== WHAT IS BEING ASKED ==
In the listing below, count each line that contains "ledger". The reply is that count and nothing else.
* * * * * * * * *
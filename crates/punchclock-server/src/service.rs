//! Scan registration: the full path from a presented token to a chained
//! attendance record.

use std::sync::Arc;

use punchclock_core::{
    AttendanceKind, AttendanceRules, Clock, Confidence, Error, Result, ScanContext,
};
use serde::{Deserialize, Serialize};
use tracing::{info, instrument, warn};

use crate::ledger::{Ledger, NewRecord};
use crate::storage::{AttendanceDatabase, AttendanceRecord};
use crate::summary::{SummaryJob, SummaryQueue};
use crate::token::{TokenVerifier, active_terminal};

#[derive(Debug, Clone, Copy, PartialEq, Serialize, Deserialize)]
pub struct GeoPoint {
    pub latitude: f64,
    pub longitude: f64,
}

/// A scan as submitted by an authenticated subject.
#[derive(Debug, Clone, Default, Deserialize)]
pub struct ScanRequest {
    pub token: String,
    #[serde(default)]
    pub declared_type: Option<AttendanceKind>,
    #[serde(default)]
    pub geo: Option<GeoPoint>,
    #[serde(default)]
    pub device_info: Option<String>,
    /// Device clock at scan time. Stored for audit, never trusted.
    #[serde(default)]
    pub client_timestamp: Option<i64>,
    /// Accept an EXIT beyond the daily limit (supervisor-approved overtime).
    #[serde(default)]
    pub allow_overtime: bool,
}

#[derive(Debug, Clone, Serialize)]
pub struct ScanTerminal {
    pub public_id: String,
    pub name: String,
}

#[derive(Debug, Clone, Serialize)]
pub struct ScanOutcome {
    pub record: AttendanceRecord,
    pub terminal: ScanTerminal,
    pub confidence: Confidence,
    pub reason: String,
    pub warnings: Vec<String>,
}

#[derive(Clone)]
pub struct AttendanceService {
    db: AttendanceDatabase,
    verifier: TokenVerifier,
    ledger: Ledger,
    rules: Arc<AttendanceRules>,
    summaries: SummaryQueue,
    clock: Arc<dyn Clock>,
}

impl AttendanceService {
    pub fn new(
        db: AttendanceDatabase,
        verifier: TokenVerifier,
        ledger: Ledger,
        rules: Arc<AttendanceRules>,
        summaries: SummaryQueue,
        clock: Arc<dyn Clock>,
    ) -> Self {
        Self {
            db,
            verifier,
            ledger,
            rules,
            summaries,
            clock,
        }
    }

    pub const fn ledger(&self) -> &Ledger {
        &self.ledger
    }

    /// Verify, evaluate, consume and record a scan.
    ///
    /// The token is consumed only after every check has passed, including
    /// the integrity of the chain head, so a rejected scan can be retried
    /// with the same token while it is still valid. Once consumed, a retry fails with
    /// [`Error::TokenAlreadyUsedOrExpired`].
    #[instrument(skip(self, request), fields(subject = subject_id))]
    pub async fn register_scan(&self, subject_id: &str, request: ScanRequest) -> Result<ScanOutcome> {
        if subject_id.trim().is_empty() {
            return Err(Error::InvalidRequest("missing subject id".into()));
        }

        let payload = self.verifier.verify(&request.token).await?;
        let terminal = active_terminal(&self.db, &payload.terminal_id).await?;

        let guard = self.ledger.lock(subject_id).await;
        let now = self.clock.now();
        let calendar = self.rules.calendar();
        let date = calendar.date_of(now);

        let head = self.ledger.head(&guard).await?;
        let last = match &head {
            Some(record) => Some(record.punch()?),
            None => None,
        };
        let (start, end) = calendar.day_bounds(date);
        let today = self
            .db
            .records_between(subject_id, start, end)
            .await?
            .iter()
            .map(AttendanceRecord::punch)
            .collect::<std::result::Result<Vec<_>, _>>()?;
        let contract = self.db.contract_or_default(subject_id).await?;

        let ctx = ScanContext {
            now,
            last,
            today: &today,
            contract: &contract,
        };
        let decision = self
            .rules
            .evaluate(&ctx, request.declared_type, request.allow_overtime)
            .map_err(|violations| {
                warn!(?violations, "Scan rejected");
                Error::Rejected(violations)
            })?;

        self.verifier.consume(&payload, subject_id).await?;

        let record = self
            .ledger
            .append(
                &guard,
                head.as_ref(),
                NewRecord {
                    subject_id: subject_id.to_string(),
                    terminal_id: terminal.public_id.clone(),
                    kind: decision.kind,
                    client_timestamp: request.client_timestamp,
                    server_timestamp: now,
                    nonce: payload.nonce,
                    latitude: request.geo.map(|g| g.latitude),
                    longitude: request.geo.map(|g| g.longitude),
                    device_info: request.device_info,
                },
            )
            .await?;
        drop(guard);

        self.summaries.enqueue(SummaryJob {
            subject_id: subject_id.to_string(),
            date,
        });

        info!(
            kind = %decision.kind,
            confidence = %decision.confidence,
            terminal = %terminal.public_id,
            "Scan registered"
        );

        Ok(ScanOutcome {
            record,
            terminal: ScanTerminal {
                public_id: terminal.public_id,
                name: terminal.name,
            },
            confidence: decision.confidence,
            reason: decision.reason,
            warnings: decision.warnings,
        })
    }
}

impl std::fmt::Debug for AttendanceService {
    fn fmt(&self, f: &mut std::fmt::Formatter<'_>) -> std::fmt::Result {
        f.debug_struct("AttendanceService").finish_non_exhaustive()
    }
}

#[cfg(test)]
#[allow(clippy::unwrap_used, clippy::panic)]
mod tests {
    use punchclock_core::{ErrorCode, FixedClock};
    use tokio::sync::mpsc;

    use super::*;
    use crate::state::AppState;
    use crate::token::test_support::NOW;

    fn config() -> punchclock_core::Config {
        let mut config = punchclock_core::Config::default();
        config.tokens.signing_secret = "s".repeat(punchclock_core::config::MIN_SECRET_LEN);
        config
    }

    async fn setup() -> (AppState, FixedClock, mpsc::Receiver<SummaryJob>) {
        let db = AttendanceDatabase::open_in_memory().await.unwrap();
        db.create_terminal("t-int", "t-pub", "Lobby", None, NOW)
            .await
            .unwrap();
        let clock = FixedClock::new(NOW);
        let (state, rx) = AppState::new(db, config(), Arc::new(clock.clone())).unwrap();
        (state, clock, rx)
    }

    async fn token(state: &AppState) -> String {
        state.issuer.issue("t-pub").await.unwrap().token
    }

    fn scan(token: String) -> ScanRequest {
        ScanRequest {
            token,
            ..ScanRequest::default()
        }
    }

    fn rejected_codes(err: Error) -> Vec<ErrorCode> {
        match err {
            Error::Rejected(violations) => violations.iter().map(|v| v.code).collect(),
            other => panic!("expected rejection, got {other:?}"),
        }
    }

    #[tokio::test]
    async fn first_scan_records_entry_and_burns_token() {
        let (state, _clock, mut rx) = setup().await;
        let token = token(&state).await;

        let outcome = state
            .attendance
            .register_scan("s1", scan(token.clone()))
            .await
            .unwrap();
        assert_eq!(outcome.record.attendance_kind().unwrap(), AttendanceKind::Entry);
        assert_eq!(outcome.record.seq, 1);
        assert_eq!(outcome.record.terminal_id, "t-pub");
        assert_eq!(outcome.terminal.name, "Lobby");
        assert_eq!(outcome.confidence, Confidence::High);

        let job = rx.try_recv().unwrap();
        assert_eq!(job.subject_id, "s1");

        let err = state
            .attendance
            .register_scan("s1", scan(token))
            .await
            .unwrap_err();
        assert!(matches!(err, Error::TokenAlreadyUsedOrExpired));

        let report = state.attendance.ledger().verify_chain("s1").await.unwrap();
        assert!(report.valid);
        assert_eq!(report.checked, 1);
    }

    #[tokio::test]
    async fn rejected_scan_leaves_token_usable() {
        let (state, clock, _rx) = setup().await;
        state
            .attendance
            .register_scan("s1", scan(token(&state).await))
            .await
            .unwrap();

        clock.advance(30);
        let second = token(&state).await;
        let err = state
            .attendance
            .register_scan(
                "s1",
                ScanRequest {
                    declared_type: Some(AttendanceKind::Entry),
                    ..scan(second.clone())
                },
            )
            .await
            .unwrap_err();
        let codes = rejected_codes(err);
        assert!(codes.contains(&ErrorCode::DuplicateRecord));
        assert!(codes.contains(&ErrorCode::SequenceViolation));

        let outcome = state
            .attendance
            .register_scan("s1", scan(second))
            .await
            .unwrap();
        assert_eq!(outcome.record.attendance_kind().unwrap(), AttendanceKind::Exit);
        assert_eq!(outcome.record.seq, 2);
    }

    #[tokio::test]
    async fn scan_outside_hours_is_rejected() {
        let (state, clock, _rx) = setup().await;
        clock.set(NOW + 14 * 3600);
        let err = state
            .attendance
            .register_scan("s1", scan(token(&state).await))
            .await
            .unwrap_err();
        assert_eq!(rejected_codes(err), vec![ErrorCode::OutOfHours]);
        assert!(state.db.latest_record("s1").await.unwrap().is_none());
    }

    #[tokio::test]
    async fn tampered_head_rejects_without_spending_token() {
        let (state, clock, _rx) = setup().await;
        let first = state
            .attendance
            .register_scan("s1", scan(token(&state).await))
            .await
            .unwrap();
        sqlx::query("UPDATE attendance_records SET client_timestamp = 1 WHERE id = ?")
            .bind(&first.record.id)
            .execute(state.db.pool())
            .await
            .unwrap();

        clock.advance(3600);
        let issued = state.issuer.issue("t-pub").await.unwrap();
        let err = state
            .attendance
            .register_scan("s1", scan(issued.token.clone()))
            .await
            .unwrap_err();
        assert!(matches!(err, Error::ChainIntegrityViolation(_)));

        assert!(state.nonces.get(&issued.nonce).await.is_some());
        let issuance = state
            .db
            .get_issuance_by_nonce(&issued.nonce)
            .await
            .unwrap()
            .unwrap();
        assert!(!issuance.consumed);
        assert!(state.db.get_consumption(&issued.nonce).await.unwrap().is_none());
        assert_eq!(state.db.chain_records("s1").await.unwrap().len(), 1);
    }

    #[tokio::test]
    async fn disabled_terminal_tokens_are_refused() {
        let (state, _clock, _rx) = setup().await;
        let token = token(&state).await;
        state.db.set_terminal_active("t-pub", false, NOW).await.unwrap();

        let err = state
            .attendance
            .register_scan("s1", scan(token))
            .await
            .unwrap_err();
        assert!(matches!(err, Error::TerminalInactive(_)));
    }

    #[tokio::test]
    async fn expired_token_is_refused() {
        let (state, clock, _rx) = setup().await;
        let token = token(&state).await;
        clock.advance(61);
        let err = state
            .attendance
            .register_scan("s1", scan(token))
            .await
            .unwrap_err();
        assert!(matches!(err, Error::TokenExpired { .. }));
    }

    #[tokio::test]
    async fn blank_subject_is_invalid() {
        let (state, _clock, _rx) = setup().await;
        let err = state
            .attendance
            .register_scan("  ", scan(token(&state).await))
            .await
            .unwrap_err();
        assert!(matches!(err, Error::InvalidRequest(_)));
    }

    #[tokio::test]
    async fn concurrent_scans_with_one_token_record_once() {
        let (state, _clock, _rx) = setup().await;
        let token = token(&state).await;

        let a = state.attendance.clone();
        let b = state.attendance.clone();
        let (ta, tb) = (token.clone(), token);
        let (ra, rb) = tokio::join!(
            tokio::spawn(async move { a.register_scan("s1", scan(ta)).await }),
            tokio::spawn(async move { b.register_scan("s2", scan(tb)).await }),
        );
        let results = [ra.unwrap(), rb.unwrap()];
        assert_eq!(results.iter().filter(|r| r.is_ok()).count(), 1);
        assert!(
            results
                .iter()
                .any(|r| matches!(r, Err(Error::TokenAlreadyUsedOrExpired)))
        );
    }
}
* * * * * * * * *
== EXPECTED ANSWER ==
10